Dynamics of Foreign Exchange Networks: A Time-Varying Copula Approach

1College of Business Administration, Hunan University, Changsha 410082, China
2Center of Finance and Investment Management, Hunan University, Changsha 410082, China
3China Merchants Bank, Shenzhen 518067, China

Received 11 March 2014; Accepted 16 April 2014; Published 6 May 2014

Academic Editor: Fenghua Wen

Copyright © 2014 Gang-Jin Wang et al. This is an open access article distributed under the Creative Commons Attribution License, which permits unrestricted use, distribution, and reproduction in any medium, provided the original work is properly cited.
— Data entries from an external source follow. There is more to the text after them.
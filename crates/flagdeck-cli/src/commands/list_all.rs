use clap::ArgMatches;
use flagdeck_api_models::{Config, Environment, Product};
use serde::Serialize;

use super::{JSON_ARG, args, json_option};
use crate::api::ApiClient;
use crate::cancel::Cancellation;
use crate::context::ExecutionContext;
use crate::output::{render_json, render_table};
use crate::tree::{Affinity, CommandDescriptor, HandlerFuture};

#[derive(Debug, Serialize)]
#[serde(rename_all = "camelCase")]
struct ProductOverview {
    product: Product,
    configs: Vec<Config>,
    environments: Vec<Environment>,
}

pub(crate) fn descriptor() -> CommandDescriptor {
    CommandDescriptor::new(
        "list-all",
        "List every product with its configs and environments",
        Affinity::ChildOf(&[]),
    )
    .alias("ls")
    .option(json_option())
    .handler(run)
}

fn run<'a>(
    args: &'a ArgMatches,
    ctx: &'a ExecutionContext,
    cancel: &'a Cancellation,
) -> HandlerFuture<'a> {
    Box::pin(async move {
        let client = ApiClient::new(ctx, cancel)?;
        let mut overview = Vec::new();
        for product in client.list_products().await? {
            let configs = client.list_configs(&product.product_id).await?;
            let environments = client.list_environments(&product.product_id).await?;
            overview.push(ProductOverview {
                product,
                configs,
                environments,
            });
        }

        if args::flag(args, JSON_ARG) {
            ctx.output().write_line(&render_json(&overview)?);
        } else {
            ctx.output().write(&render_table(
                &["PRODUCT", "KIND", "ID", "NAME"],
                &rows(&overview),
            ));
        }
        Ok(())
    })
}

fn rows(overview: &[ProductOverview]) -> Vec<Vec<String>> {
    let mut rows = Vec::new();
    for entry in overview {
        let product = &entry.product.name;
        rows.push(vec![
            product.clone(),
            "product".into(),
            entry.product.product_id.clone(),
            product.clone(),
        ]);
        rows.extend(entry.configs.iter().map(|config| {
            vec![
                product.clone(),
                "config".into(),
                config.config_id.clone(),
                config.name.clone(),
            ]
        }));
        rows.extend(entry.environments.iter().map(|environment| {
            vec![
                product.clone(),
                "environment".into(),
                environment.environment_id.clone(),
                environment.name.clone(),
            ]
        }));
    }
    rows
}

#[cfg(test)]
mod tests {
    use std::sync::Arc;

    use flagdeck_config::{CliConfig, Credential, MemoryConfigProvider};
    use httpmock::prelude::*;
    use serde_json::json;

    use crate::cancel::Cancellation;
    use crate::cli::{Runtime, run_with};
    use crate::error::EXIT_OK;
    use crate::output::BufferedOutput;

    #[tokio::test]
    async fn lists_products_with_children() {
        let server = MockServer::start_async().await;
        let products = server.mock(|when, then| {
            when.method(GET).path("/v1/products");
            then.status(200)
                .json_body(json!([{"productId": "p1", "name": "Shop"}]));
        });
        let configs = server.mock(|when, then| {
            when.method(GET).path("/v1/products/p1/configs");
            then.status(200)
                .json_body(json!([{"configId": "c1", "name": "Main"}]));
        });
        let environments = server.mock(|when, then| {
            when.method(GET).path("/v1/products/p1/environments");
            then.status(200)
                .json_body(json!([{"environmentId": "e1", "name": "Production"}]));
        });

        let output = Arc::new(BufferedOutput::new());
        let config = MemoryConfigProvider::new(CliConfig {
            api_host: server.base_url(),
            auth: Some(Credential::new("u", "p")),
        });
        let runtime = Runtime::new(output.clone(), Arc::new(config));

        let code = run_with(["flagdeck", "ls"], &runtime, &Cancellation::never()).await;

        assert_eq!(code, EXIT_OK, "stderr: {}", output.stderr());
        products.assert();
        configs.assert();
        environments.assert();
        let stdout = output.stdout();
        assert!(stdout.starts_with("PRODUCT"));
        assert!(stdout.contains("config       c1"));
        assert!(stdout.contains("Production"));
    }
}
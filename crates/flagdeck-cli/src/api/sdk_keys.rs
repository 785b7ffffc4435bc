use flagdeck_api_models::SdkKeys;

use super::ApiClient;
use crate::error::CliResult;

impl ApiClient<'_> {
    /// SDK keys of a config in one environment.
    pub async fn sdk_keys(&self, config_id: &str, environment_id: &str) -> CliResult<SdkKeys> {
        self.get(&["v1", "configs", config_id, "environments", environment_id])
            .await
    }
}
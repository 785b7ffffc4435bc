use clap::ArgMatches;
use flagdeck_api_models::{Tag, TagRequest};

use super::{args, json_option, or_dash, print_list, product_filter, product_scope};
use crate::api::ApiClient;
use crate::cancel::Cancellation;
use crate::context::ExecutionContext;
use crate::error::{CliError, CliResult};
use crate::tree::{Affinity, CommandDescriptor, HandlerFuture, InlineCommand, OptionSpec};

const PRODUCT_ID_ARG: &str = "product-id";
const TAG_ID_ARG: &str = "tag-id";
const NAME_ARG: &str = "name";
const COLOR_ARG: &str = "color";

/// Named colors accepted by the service besides `#rrggbb` values.
pub(crate) const TAG_PALETTE: [&str; 6] = ["panther", "whale", "salmon", "lizard", "canary", "koala"];

pub(crate) fn descriptor() -> CommandDescriptor {
    CommandDescriptor::new("tag", "Manage tags", Affinity::ChildOf(&[]))
        .alias("t")
        .inline(
            InlineCommand::new("ls", "List tags", list)
                .option(product_filter())
                .option(json_option()),
        )
        .inline(
            InlineCommand::new("create", "Create a tag", create)
                .alias("cr")
                .option(
                    OptionSpec::value(PRODUCT_ID_ARG, "Product owning the tag")
                        .short('p')
                        .required(),
                )
                .option(OptionSpec::value(NAME_ARG, "Tag name").short('n').required())
                .option(OptionSpec::value(COLOR_ARG, "Palette name or #rrggbb").short('c')),
        )
        .inline(
            InlineCommand::new("update", "Rename or recolor a tag", update)
                .alias("up")
                .option(OptionSpec::value(TAG_ID_ARG, "Tag to update").short('i').required())
                .option(OptionSpec::value(NAME_ARG, "New name").short('n'))
                .option(OptionSpec::value(COLOR_ARG, "New palette name or #rrggbb").short('c')),
        )
        .inline(
            InlineCommand::new("rm", "Delete a tag", remove)
                .option(OptionSpec::value(TAG_ID_ARG, "Tag to delete").short('i').required()),
        )
}

/// Canonical form of a tag color, rejecting anything the service would not accept.
pub(crate) fn parse_color(raw: &str) -> CliResult<String> {
    let color = raw.trim().to_ascii_lowercase();
    let is_hex = color.len() == 7
        && color.starts_with('#')
        && color[1..].chars().all(|ch| ch.is_ascii_hexdigit());
    if is_hex || TAG_PALETTE.contains(&color.as_str()) {
        Ok(color)
    } else {
        Err(CliError::validation(format!(
            "Invalid color '{raw}', expected #rrggbb or one of: {}.",
            TAG_PALETTE.join(", ")
        )))
    }
}

fn color_arg(args: &ArgMatches) -> CliResult<Option<String>> {
    args::optional(args, COLOR_ARG).map(parse_color).transpose()
}

fn list<'a>(
    args: &'a ArgMatches,
    ctx: &'a ExecutionContext,
    cancel: &'a Cancellation,
) -> HandlerFuture<'a> {
    Box::pin(async move {
        let client = ApiClient::new(ctx, cancel)?;
        let mut tags = Vec::new();
        for product_id in product_scope(&client, args).await? {
            tags.extend(client.list_tags(&product_id).await?);
        }
        print_list(args, ctx, &tags, &["ID", "NAME", "COLOR", "PRODUCT"], |tag: &Tag| {
            vec![
                tag.tag_id.to_string(),
                tag.name.clone(),
                or_dash(tag.color.as_deref()),
                or_dash(tag.product.as_ref().map(|product| product.name.as_str())),
            ]
        })
    })
}

fn create<'a>(
    args: &'a ArgMatches,
    ctx: &'a ExecutionContext,
    cancel: &'a Cancellation,
) -> HandlerFuture<'a> {
    Box::pin(async move {
        let product_id = args::required(args, PRODUCT_ID_ARG)?;
        let request = TagRequest {
            name: args::required(args, NAME_ARG)?.to_string(),
            color: color_arg(args)?,
        };
        let tag = ApiClient::new(ctx, cancel)?
            .create_tag(product_id, &request)
            .await?;
        ctx.output().write_line(&tag.tag_id.to_string());
        Ok(())
    })
}

fn update<'a>(
    args: &'a ArgMatches,
    ctx: &'a ExecutionContext,
    cancel: &'a Cancellation,
) -> HandlerFuture<'a> {
    Box::pin(async move {
        let tag_id = args::id(args, TAG_ID_ARG)?;
        let name = args::optional(args, NAME_ARG);
        let color = color_arg(args)?;
        if name.is_none() && color.is_none() {
            return Err(CliError::validation("Nothing to update, pass --name or --color."));
        }

        let client = ApiClient::new(ctx, cancel)?;
        let current = client.get_tag(tag_id).await?;
        let request = TagRequest {
            name: name.map_or(current.name, str::to_string),
            color: color.or(current.color),
        };
        client.update_tag(tag_id, &request).await
    })
}

fn remove<'a>(
    args: &'a ArgMatches,
    ctx: &'a ExecutionContext,
    cancel: &'a Cancellation,
) -> HandlerFuture<'a> {
    Box::pin(async move {
        let tag_id = args::id(args, TAG_ID_ARG)?;
        ApiClient::new(ctx, cancel)?.delete_tag(tag_id).await
    })
}

#[cfg(test)]
mod tests {
    use super::*;

    #[test]
    fn colors_accept_palette_and_hex() -> CliResult<()> {
        assert_eq!(parse_color("Salmon")?, "salmon");
        assert_eq!(parse_color("#FF0000")?, "#ff0000");
        assert!(parse_color("#ff00").is_err());
        assert!(parse_color("purple").is_err());
        assert!(parse_color("#gg0000").is_err());
        Ok(())
    }
}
Based on a time-varying copula approach and the minimum spanning tree (MST) method, we propose a time-varying correlation network-based approach to investigate dynamics of foreign exchange (FX) networks. In piratical terms, we choose the daily FX rates of 42 major currencies in the international FX market during the period of 2005–2012 as the empirical data. The empirical results show that (i) the distributions of cross-correlation coefficients (distances) in the international FX market (network) are fat-tailed and negatively skewed; (ii) financial crises during the analyzed period have a great effect on the FX network’s topology structure and lead to the US dollar becoming more centered in the MST; (iii) the topological measures of the FX network show a large fluctuation and display long-range correlations; (iv) the FX network has a long-term memory effect and presents a scale-free behavior in the most of time; and (v) a great majority of links between currencies in the international FX market survive from one time to the next, and multistep survive rates of FX networks drop sharply as the time increases.